Brittnacher blieb selbst nach der erfolgreichen 4. Auflage von „Shake around the Clock“ bei seiner Aussage: „Das war mein letzter Rekordversuch.“ Block, der sicher ist, dass es nicht nur einen neuen Mix-, sondern auch einen neuen Spendenrekord geben wird, sieht dieses Statement noch nicht in Stein gemeißelt. „Wir freuen uns jetzt erst einmal alle gemeinsam, dann lassen wir ihn ein paar Wochen in Ruhe und dann sehen wir weiter.“ Ob es zu einem weiteren Weltrekordversuch von Brittnacher kommt, wird sicher auch davon abhängig sein, ob es wieder eine Herausforderung eines Rivalen geben wird.

Am Ende eines mit Einbruch der Dunkelheit auch immer stimmungsvolleren Tages gab es jedenfalls nur Gewinner.
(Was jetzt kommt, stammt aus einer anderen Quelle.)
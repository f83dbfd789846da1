//! Component dependency graph

use std::cmp::Reverse;
use std::collections::{BinaryHeap, HashSet};

use indexmap::IndexMap;
use serde::{Deserialize, Serialize};

use crate::errors::OrchestratorError;
use crate::models::analysis::{ComponentConfig, ComponentKind};

/// "Depends on" edge from a component to `name`
#[derive(Debug, Clone, PartialEq, Eq, Serialize, Deserialize)]
pub struct DependencyEdge {
    pub name: String,

    /// Hard prerequisite; optional edges only wire configuration when available
    pub required: bool,
}

impl DependencyEdge {
    pub fn required(name: impl Into<String>) -> Self {
        Self {
            name: name.into(),
            required: true,
        }
    }

    pub fn optional(name: impl Into<String>) -> Self {
        Self {
            name: name.into(),
            required: false,
        }
    }
}

/// A component as declared for dependency resolution
#[derive(Debug, Clone, Serialize, Deserialize)]
pub struct ComponentSpec {
    pub kind: ComponentKind,

    #[serde(default)]
    pub depends_on: Vec<DependencyEdge>,

    #[serde(default)]
    pub config: ComponentConfig,
}

impl ComponentSpec {
    pub fn new(kind: ComponentKind) -> Self {
        Self {
            kind,
            depends_on: Vec::new(),
            config: ComponentConfig::new(),
        }
    }

    pub fn depends_on(mut self, edge: DependencyEdge) -> Self {
        self.depends_on.push(edge);
        self
    }

    pub fn with_config(mut self, config: ComponentConfig) -> Self {
        self.config = config;
        self
    }
}

/// Acyclic graph of the components of one deployment
#[derive(Debug, Clone, Serialize, Deserialize)]
pub struct DependencyGraph {
    deployment_id: String,
    nodes: IndexMap<String, ComponentSpec>,
    order: Vec<String>,
}

impl DependencyGraph {
    /// Validate the declared components and resolve their order.
    ///
    /// Fails with `UnknownDependency` for an edge to an undeclared component and
    /// with `CyclicDependency` (naming the cycle) when the edges loop.
    pub fn build(
        deployment_id: impl Into<String>,
        components: IndexMap<String, ComponentSpec>,
    ) -> Result<Self, OrchestratorError> {
        for (name, spec) in &components {
            for edge in &spec.depends_on {
                if !components.contains_key(&edge.name) {
                    return Err(OrchestratorError::UnknownDependency {
                        component: name.clone(),
                        dependency: edge.name.clone(),
                    });
                }
            }
        }

        let order = topological_order(&components)?;

        Ok(Self {
            deployment_id: deployment_id.into(),
            nodes: components,
            order,
        })
    }

    pub fn deployment_id(&self) -> &str {
        &self.deployment_id
    }

    /// Deployment order: every component after all of its dependencies
    pub fn resolution_order(&self) -> &[String] {
        &self.order
    }

    pub fn component(&self, name: &str) -> Option<&ComponentSpec> {
        self.nodes.get(name)
    }

    pub(crate) fn component_mut(&mut self, name: &str) -> Option<&mut ComponentSpec> {
        self.nodes.get_mut(name)
    }

    /// Component names in declaration order
    pub fn names(&self) -> impl Iterator<Item = &str> {
        self.nodes.keys().map(String::as_str)
    }

    pub fn len(&self) -> usize {
        self.nodes.len()
    }

    pub fn is_empty(&self) -> bool {
        self.nodes.is_empty()
    }

    /// Components that depend on `name`
    pub fn dependents(&self, name: &str) -> Vec<&str> {
        self.nodes
            .iter()
            .filter(|(_, spec)| spec.depends_on.iter().any(|e| e.name == name))
            .map(|(n, _)| n.as_str())
            .collect()
    }
}

/// Kahn's algorithm; among ready components the lowest kind priority goes
/// first, then declaration order.
fn topological_order(
    components: &IndexMap<String, ComponentSpec>,
) -> Result<Vec<String>, OrchestratorError> {
    let mut pending: Vec<usize> = components
        .values()
        .map(|spec| {
            spec.depends_on
                .iter()
                .map(|e| e.name.as_str())
                .collect::<HashSet<_>>()
                .len()
        })
        .collect();

    let mut ready: BinaryHeap<Reverse<(u8, usize)>> = BinaryHeap::new();
    for (index, spec) in components.values().enumerate() {
        if pending[index] == 0 {
            ready.push(Reverse((spec.kind.priority(), index)));
        }
    }

    let mut order = Vec::with_capacity(components.len());
    while let Some(Reverse((_, index))) = ready.pop() {
        let Some((name, _)) = components.get_index(index) else {
            continue;
        };
        order.push(name.clone());

        for (dependent, spec) in components.values().enumerate() {
            if pending[dependent] == 0 {
                continue;
            }
            if spec.depends_on.iter().any(|e| &e.name == name) {
                pending[dependent] -= 1;
                if pending[dependent] == 0 {
                    ready.push(Reverse((spec.kind.priority(), dependent)));
                }
            }
        }
    }

    if order.len() < components.len() {
        return Err(OrchestratorError::CyclicDependency(find_cycle(
            components, &pending,
        )));
    }

    Ok(order)
}

/// Walk unresolved dependencies from the first stuck component until a
/// component repeats; every stuck component has at least one stuck dependency.
fn find_cycle(components: &IndexMap<String, ComponentSpec>, pending: &[usize]) -> Vec<String> {
    let stuck = |name: &str| {
        components
            .get_index_of(name)
            .is_some_and(|i| pending[i] > 0)
    };

    let Some(start) = pending.iter().position(|p| *p > 0) else {
        return Vec::new();
    };

    let mut path: Vec<usize> = vec![start];
    loop {
        let Some((_, spec)) = components.get_index(*path.last().unwrap_or(&start)) else {
            break;
        };
        let next = spec
            .depends_on
            .iter()
            .find(|e| stuck(&e.name))
            .and_then(|e| components.get_index_of(&e.name));

        let Some(next) = next else {
            break;
        };
        if let Some(pos) = path.iter().position(|i| *i == next) {
            let mut cycle: Vec<String> = path[pos..]
                .iter()
                .filter_map(|i| components.get_index(*i).map(|(n, _)| n.clone()))
                .collect();
            if let Some(first) = cycle.first().cloned() {
                cycle.push(first);
            }
            return cycle;
        }
        path.push(next);
    }

    path.iter()
        .filter_map(|i| components.get_index(*i).map(|(n, _)| n.clone()))
        .collect()
}
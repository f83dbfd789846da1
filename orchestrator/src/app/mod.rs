//! Application options

pub mod options;
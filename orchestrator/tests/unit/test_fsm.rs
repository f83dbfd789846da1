//! Phase machine unit tests

use codeflow_orchestrator::models::analysis::ComponentKind;
use codeflow_orchestrator::models::result::DeploymentPhase;
use codeflow_orchestrator::orchestrator::fsm::{PhaseEvent, PhaseMachine};

fn fail(message: &str) -> PhaseEvent {
    PhaseEvent::Fail {
        error: message.to_string(),
        component: None,
    }
}

#[test]
fn test_fsm_initial_state() {
    let fsm = PhaseMachine::new();
    assert_eq!(fsm.phase(), DeploymentPhase::Planning);
    assert!(fsm.error().is_none());
    assert!(fsm.failed_in().is_none());
    assert!(fsm.durations().is_empty());
}

#[test]
fn test_fsm_deploy_success_flow() {
    let mut fsm = PhaseMachine::new();

    // Planning -> Infrastructure -> Backend
    fsm.process(PhaseEvent::Advance).unwrap();
    assert_eq!(fsm.phase(), DeploymentPhase::Infrastructure);
    fsm.process(PhaseEvent::Advance).unwrap();
    assert_eq!(fsm.phase(), DeploymentPhase::Backend);

    // Backend -> ... -> Completed
    while !fsm.phase().is_terminal() {
        fsm.process(PhaseEvent::Advance).unwrap();
    }
    assert_eq!(fsm.phase(), DeploymentPhase::Completed);
    assert!(fsm.error().is_none());
}

#[test]
fn test_fsm_failure_from_planning() {
    let mut fsm = PhaseMachine::new();
    fsm.process(fail("cyclic dependency")).unwrap();

    assert_eq!(fsm.phase(), DeploymentPhase::Failed);
    assert_eq!(fsm.failed_in(), Some(DeploymentPhase::Planning));
    assert_eq!(fsm.error(), Some("cyclic dependency"));
}

#[test]
fn test_fsm_failure_names_component() {
    let mut fsm = PhaseMachine::new();
    for _ in 0..4 {
        fsm.process(PhaseEvent::Advance).unwrap();
    }
    assert_eq!(fsm.phase(), DeploymentPhase::Integration);

    fsm.process(PhaseEvent::Fail {
        error: "api unhealthy".to_string(),
        component: Some(ComponentKind::Api),
    })
    .unwrap();
    assert_eq!(fsm.failed_in(), Some(DeploymentPhase::Integration));
    assert_eq!(fsm.failed_component(), Some(ComponentKind::Api));
}

#[test]
fn test_fsm_invalid_transition() {
    let mut fsm = PhaseMachine::new();
    fsm.process(fail("first")).unwrap();

    // Failed is terminal
    assert!(fsm.process(PhaseEvent::Advance).is_err());
    assert!(fsm.process(fail("second")).is_err());
    assert_eq!(fsm.error(), Some("first"));
}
Brittnacher selbst, der selbst kühnste eigene Erwartungen übertroffen hat, die Villa Kunterbunt, die sich der Nachsorge chronisch schwerkranker Kinder und deren Angehörigen widmet und auch die Besucher des Hauptmarkts, die einerseits mit ihren Spenden maßgeblich zum Erfolg der Veranstaltung beigetragen haben, dafür als Gegenleistung für kleines Geld schmackhafte Cocktails genießen konnten und bestens unterhalten wurden.

Der Dank Brittnachers galt nicht nur seinen unermüdlichen Helfern. Jerome, „mein wichtigster Mitarbeiter“ hatte sogar die Party zu seinem 34. Geburtstag sausen lassen. Dass der in Taben-Rodt aufgewachsene junge Mann die Einnahmen zu 100 Prozent an Dr. Christoph Block übergeben kann, ist nur möglich, weil alle Zutaten, die am Samstag verwandt wurden, ebenfalls Spenden waren. Gleiches galt auch für das gesamte auf dem Hauptmarkt verwandte Equipment, vom Kühlwagen über die Beschallungsanlage, die Bühne bis hin zu den Pavillons. Am Dienstag wird feststehen, wie hoch die Belohnung für den Einsatz Brittnachers und seiner Helfer sein wird – dann kommt es zur Scheckübergabe in der Villa Kunterbunt.